I took the day off work today, sent Ariel packing to nursery and pitched in to get the new city farm allotment started. Digging is hard work!
I completely forgot to take any pictures of how the plot looked before we started, but this picture of the part we haven’t started yet will give you a clue. The whole plot was like this - grass and weeds with a few wonderful patches of bare earth. The ground has clearly been cultivated at some point in the not too distant past but I would guess that it has been left wild for a while - maybe just months, but maybe a year or two.

So we lay down some old carpet offcuts to start marking out the beds. There will be six beds, three on each side of a central path.
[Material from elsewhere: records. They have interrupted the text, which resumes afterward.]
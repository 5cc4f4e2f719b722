use thiserror::Error;

use crate::constants::HitId;

#[derive(Error, Debug)]
pub enum PandelFitError {
    #[error("Invalid fit parameter: {0}")]
    InvalidFitParameter(String),

    #[error("Minimizer failure: {0}")]
    Minimizer(String),

    #[error(
        "Point (ksi={ksi}, tres={tres}) not covered by any Convoluted Pandel region after clamping"
    )]
    RegionPartition { ksi: f64, tres: f64 },

    #[error("Unknown fit statistic slot: {0}")]
    UnknownFitStatistic(String),

    #[error("Hit {0} referenced by a track is not present in the event")]
    UnknownHit(HitId),
}

impl From<argmin::core::Error> for PandelFitError {
    fn from(err: argmin::core::Error) -> Self {
        PandelFitError::Minimizer(err.to_string())
    }
}

impl PartialEq for PandelFitError {
    fn eq(&self, other: &Self) -> bool {
        use PandelFitError::*;
        match (self, other) {
            (InvalidFitParameter(a), InvalidFitParameter(b)) => a == b,
            (Minimizer(a), Minimizer(b)) => a == b,
            (
                RegionPartition { ksi: k1, tres: t1 },
                RegionPartition { ksi: k2, tres: t2 },
            ) => k1.to_bits() == k2.to_bits() && t1.to_bits() == t2.to_bits(),
            (UnknownFitStatistic(a), UnknownFitStatistic(b)) => a == b,
            (UnknownHit(a), UnknownHit(b)) => a == b,
            _ => false,
        }
    }
}
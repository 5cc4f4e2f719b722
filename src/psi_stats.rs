//! # Running statistics of per-hit psi values
//!
//! [`PsiStatistics`] accumulates the psi contributions of the hits of one fitted track.
//! Sum, mean and standard deviation are maintained incrementally while the values themselves
//! are retained so that order statistics (median, spread) can be computed once all hits have
//! been entered.
//!
//! ## Definitions
//!
//! For `n` entered values `x_i`:
//!
//! ```text
//! mean   = Σx / n
//! sigma  = sqrt(max(0, Σx²/n − mean²))
//! median = middle value of the sorted values (average of the two middle ones for even n)
//! spread = Σ|median − x| / n
//! ```
//!
//! Every statistic is `0` for an empty sample; the spread is also `0` for a single value.

use itertools::Itertools;

/// Running sample statistics over psi values.
#[derive(Debug, Clone, Default, PartialEq)]
pub struct PsiStatistics {
    values: Vec<f64>,
    sum: f64,
    sum_sq: f64,
}

/// Snapshot of the statistics of a [`PsiStatistics`] sample.
#[derive(Debug, Clone, Copy, Default, PartialEq)]
pub struct PsiSummary {
    pub n: usize,
    pub sum: f64,
    pub mean: f64,
    pub sigma: f64,
    pub median: f64,
    pub spread: f64,
}

impl PsiStatistics {
    pub fn new() -> Self {
        Self::default()
    }

    /// Enter one value.
    pub fn enter(&mut self, value: f64) {
        self.values.push(value);
        self.sum += value;
        self.sum_sq += value * value;
    }

    pub fn reset(&mut self) {
        self.values.clear();
        self.sum = 0.0;
        self.sum_sq = 0.0;
    }

    pub fn n(&self) -> usize {
        self.values.len()
    }

    pub fn sum(&self) -> f64 {
        self.sum
    }

    pub fn mean(&self) -> f64 {
        if self.values.is_empty() {
            return 0.0;
        }
        self.sum / self.n() as f64
    }

    /// Population standard deviation.
    pub fn sigma(&self) -> f64 {
        if self.values.is_empty() {
            return 0.0;
        }
        let mean = self.mean();
        (self.sum_sq / self.n() as f64 - mean * mean).max(0.0).sqrt()
    }

    pub fn median(&self) -> f64 {
        let n = self.n();
        if n == 0 {
            return 0.0;
        }
        let sorted = self.values.iter().copied().sorted_by(f64::total_cmp).collect_vec();
        if n % 2 == 1 {
            sorted[n / 2]
        } else {
            0.5 * (sorted[n / 2 - 1] + sorted[n / 2])
        }
    }

    /// Mean absolute deviation from the median.
    pub fn spread(&self) -> f64 {
        let n = self.n();
        if n <= 1 {
            return 0.0;
        }
        let median = self.median();
        self.values.iter().map(|x| (median - x).abs()).sum::<f64>() / n as f64
    }

    pub fn summary(&self) -> PsiSummary {
        PsiSummary {
            n: self.n(),
            sum: self.sum(),
            mean: self.mean(),
            sigma: self.sigma(),
            median: self.median(),
            spread: self.spread(),
        }
    }
}

impl Extend<f64> for PsiStatistics {
    fn extend<T: IntoIterator<Item = f64>>(&mut self, iter: T) {
        for value in iter {
            self.enter(value);
        }
    }
}
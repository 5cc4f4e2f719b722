//! Sine transform between a bounded parameter and an unbounded internal coordinate.
//!
//! ```text
//! ext = lo + (hi − lo) · (sin(int) + 1) / 2
//! int = asin(2 (ext − lo) / (hi − lo) − 1)
//! ```
//!
//! Every internal value maps inside `[lo, hi]`, so an unconstrained solver never leaves the
//! allowed range. External values outside the bounds are pulled onto the nearest bound.

/// Largest internal step; beyond it the transform folds back onto itself.
const MAX_INTERNAL_STEP: f64 = 1.0;

pub fn to_internal(external: f64, lo: f64, hi: f64) -> f64 {
    let arg = (2.0 * (external - lo) / (hi - lo) - 1.0).clamp(-1.0, 1.0);
    arg.asin()
}

pub fn to_external(internal: f64, lo: f64, hi: f64) -> f64 {
    lo + (hi - lo) * (internal.sin() + 1.0) / 2.0
}

/// Internal counterpart of an external `step` taken from `external`.
///
/// The step is taken towards the interior when `external + step` would cross the upper
/// bound, so a seed sitting on a bound still gets a non-zero internal step.
pub fn internal_step(external: f64, step: f64, lo: f64, hi: f64) -> f64 {
    let from = to_internal(external, lo, hi);
    let target = if external + step > hi {
        external - step
    } else {
        external + step
    };
    let delta = (to_internal(target, lo, hi) - from).abs();
    if delta > 0.0 {
        delta.min(MAX_INTERNAL_STEP)
    } else {
        MAX_INTERNAL_STEP
    }
}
Four will be for rotation, one for asparagus and another for fruit canes. Each of them is around 2m wide and 3m long.
Today we managed to clear, dig and manure the first bed and we’ve started clearing the second. Hard going…many of the weeds are deep-rooted, and the soil is a bit clayey (although I’ve definitely seen worse, in my own garden for starters). So anyway, here it is: it looks great - to me anyway! - although not yet what you might call a fine tilth. We will dig it over in a week or so to work in the manure and then plant potatoes.

Here is another view, taken from the far end of the allotment so you can get a better idea of scale (the foreshortening in the above picture makes it look like we have done far more than we actually have!)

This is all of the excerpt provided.